The “Ion Chemistry and Mass Spectrometry Conference” held at Lake Arrowhead, CA, earlier this year, covered many advances in mass spectrometry that have allowed unprecedented analysis of molecular events occurring in normal and pathological biomolecular systems.
Among the enabling technologies highlighted at the meeting was work done by Joseph Loo, Ph.D., professor of chemistry and biochemistry of the University of California, Los Angeles. “We have developed electrospray ionization mass spectrometry methods with improved sensitivity for detecting and measuring protein noncovalent complexes,” he said.
His group is presently also concerned with obtaining structurally relevant information on protein-ligand interactions. In addition, the team, which previously reported a mass spec-based method for localizing ligand binding sites, has now extended this work to address nucleotide binding, specifically aiming at the site of ATP-binding to adenylate kinase.

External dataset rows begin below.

/// The four input fields, as displayed.
#[derive(Debug, Clone, Default, PartialEq, Eq)]
pub struct FormFields {
    pub street_address: String,
    pub parcel_id: String,
    pub assessed_value: CurrencyField,
    pub exemption_value: CurrencyField,
}

impl FormFields {
    pub fn set_street_address(&mut self, text: &str) {
        self.street_address = text.trim().to_string();
    }

    /// Parcel IDs are numeric; pasted text containing anything else
    /// clears the field.
    pub fn set_parcel_id(&mut self, text: &str) {
        let text = text.trim();
        self.parcel_id = sanitize_pasted(text);
        if self.parcel_id.is_empty() && !text.is_empty() {
            warn!(input = %text, "parcel id must be digits only; field cleared");
        }
    }

    pub fn set_assessed_value(&mut self, text: &str) {
        type_into(&mut self.assessed_value, text);
    }

    pub fn set_exemption_value(&mut self, text: &str) {
        type_into(&mut self.exemption_value, text);
    }

    pub fn to_input(&self) -> UserInput {
        UserInput::from_raw(
            &self.street_address,
            &self.parcel_id,
            self.assessed_value.text(),
            self.exemption_value.text(),
        )
    }

    pub fn clear(&mut self) {
        self.street_address.clear();
        self.parcel_id.clear();
        self.assessed_value.clear();
        self.exemption_value.clear();
    }
}

/// Focus, type, blur: leaves the field `$`-formatted.
fn type_into(
    field: &mut CurrencyField,
    text: &str,
) {
    field.focus();
    field.input(text);
    field.blur();
}

/// What the last completed trigger produced.
#[derive(Debug, Clone, Default, PartialEq, Eq)]
pub struct OutputRegions {
    pub property_details: Option<PropertyRecord>,
    pub tax_share: Option<TaxResult>,
    pub manual_summary: Option<ManualSummary>,
    pub message: Option<String>,
}

impl OutputRegions {
    fn from_outcome(outcome: Result<Estimate, EstimateError>) -> Self {
        match outcome {
            Ok(estimate) => Self {
                property_details: estimate.property,
                tax_share: Some(estimate.result),
                manual_summary: estimate.manual,
                message: None,
            },
            Err(err) => Self {
                message: Some(err.to_string()),
                ..Self::default()
            },
        }
    }

    pub fn is_empty(&self) -> bool {
        *self == Self::default()
    }
}

#[derive(Debug, Clone, Copy, Error, PartialEq, Eq)]
pub enum SelectionError {
    #[error("no address suggestions are open")]
    Closed,

    #[error("no suggestion numbered {0}")]
    OutOfRange(usize),
}

/// The address autocomplete dropdown.
#[derive(Debug, Clone, Default, PartialEq, Eq)]
pub struct SuggestionList {
    candidates: Vec<AddressSuggestion>,
    open: bool,
}

impl SuggestionList {
    /// Replaces the candidates; the list opens only if there are any.
    pub fn show(&mut self, candidates: Vec<AddressSuggestion>) {
        self.open = !candidates.is_empty();
        self.candidates = candidates;
    }

    pub fn dismiss(&mut self) {
        self.open = false;
    }

    pub fn is_open(&self) -> bool {
        self.open
    }

    pub fn candidates(&self) -> &[AddressSuggestion] {
        &self.candidates
    }

    /// Picks a candidate by zero-based index and closes the list.
    ///
    /// An invalid index leaves the list open.
    pub fn select(&mut self, index: usize) -> Result<AddressSuggestion, SelectionError> {
        if !self.open {
            return Err(SelectionError::Closed);
        }
        let chosen = self
            .candidates
            .get(index)
            .cloned()
            .ok_or(SelectionError::OutOfRange(index + 1))?;
        self.open = false;
        Ok(chosen)
    }
}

Mass spectrometry is an outstanding tool for investigating molecular interactions—it is sensitive, specific, and fast, particularly when combined with electrospray ionization, which ionizes macromolecules without disrupting weak, noncovalent interactions. The extremely precise molecular mass measurement provides direct evidence for protein-ligand or nucleotide-ligand associations. Indeed, the interactions may be retained during the transition from liquid to gas phase, thus permitting the size of the complex and the binding stoichiometry to be accurately assessed.

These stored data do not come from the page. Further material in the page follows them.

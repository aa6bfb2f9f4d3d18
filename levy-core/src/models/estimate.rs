use rust_decimal::Decimal;
use serde::{Deserialize, Serialize};

use crate::input::InputModeKind;
use crate::models::{PropertyRecord, TaxResult};

/// The figures shown in the manual-entry summary region.
#[derive(Debug, Clone, Copy, PartialEq, Eq, Serialize, Deserialize)]
pub struct ManualSummary {
    pub assessed_value: Decimal,
    /// Exemption actually applied; zero when none was entered.
    pub exemption_value: Decimal,
    pub taxable_value: Decimal,
}

/// Outcome of a successful estimate.
///
/// Exactly one of `property` (lookup modes) or `manual` (manual entry)
/// is populated, matching `mode`.
#[derive(Debug, Clone, PartialEq, Eq, Serialize, Deserialize)]
pub struct Estimate {
    pub mode: InputModeKind,
    pub result: TaxResult,
    pub property: Option<PropertyRecord>,
    pub manual: Option<ManualSummary>,
}
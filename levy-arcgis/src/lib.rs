//! [`levy_core::PropertyLookup`] backed by an ArcGIS FeatureServer layer.

mod client;
mod factory;
mod query;
mod schema;

pub use client::ArcGisClient;
pub use factory::ArcGisLookupFactory;
pub use query::{WhereClause, escape_literal};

Classically, mass spec analysis uses a “bottom-up” strategy, in which molecules are fragmented with proteases, then their molecule weights are assessed, and an overall picture of the original protein is assembled. However, Dr. Loo and his colleagues are exploiting a “top-down” approach to ligand-protein dynamics in which intact complexes are introduced into the mass spectrometer, so information describing the native complex is retained.
Even molecules that bind relatively weakly to one another can maintain their association in the gas phase, the relationships being fixed by the solution-phase positioning of the component molecules. Dr. Loo has taken advantage of the stability of electrostatic interactions to determine the adenosine 5´ triphosphate binding site of adenylate kinase.
“We have also discovered new reagents for increasing protein charge for electrospray ionization mass spectrometry that markedly improve the efficiency of tandem mass spectrometry of proteins.”
A number of neurological disorders are the result of abnormal protein aggregation, including Alzheimer, Parkinson, Creutzfeld-Jacob, and Huntington diseases. Normal protein components are modified in ways that force their aggregation, blocking normal neuronal impulse transmission. An understanding of this process, obtained through the use of electrospray ionization mass spectrometry, could contribute to the design of therapeutic molecules for these conditions.
Dr. Loo has used data from his top-down mass spec strategy to probe the sites of compounds binding to amyloid b protein. Amyloid b self-aggregates into a variety of neurotoxic structures from fibrils to oligomers, which are the more neurotoxic of the two. A potential anti-Alzheimer therapy could be to develop low molecular weight compounds that block the formation of these toxic aggregates.
“In the development of novel inhibitors, localization of their sites of interaction on the target of interest is a critical first step in the drug discovery process. Our mass-spectrometry studies can augment the existing body of knowledge for a given biochemical complex, and they can provide key preliminary insight on the structure of supramolecular assemblies, especially for complexes not amenable to x-ray crystallography or NMR.”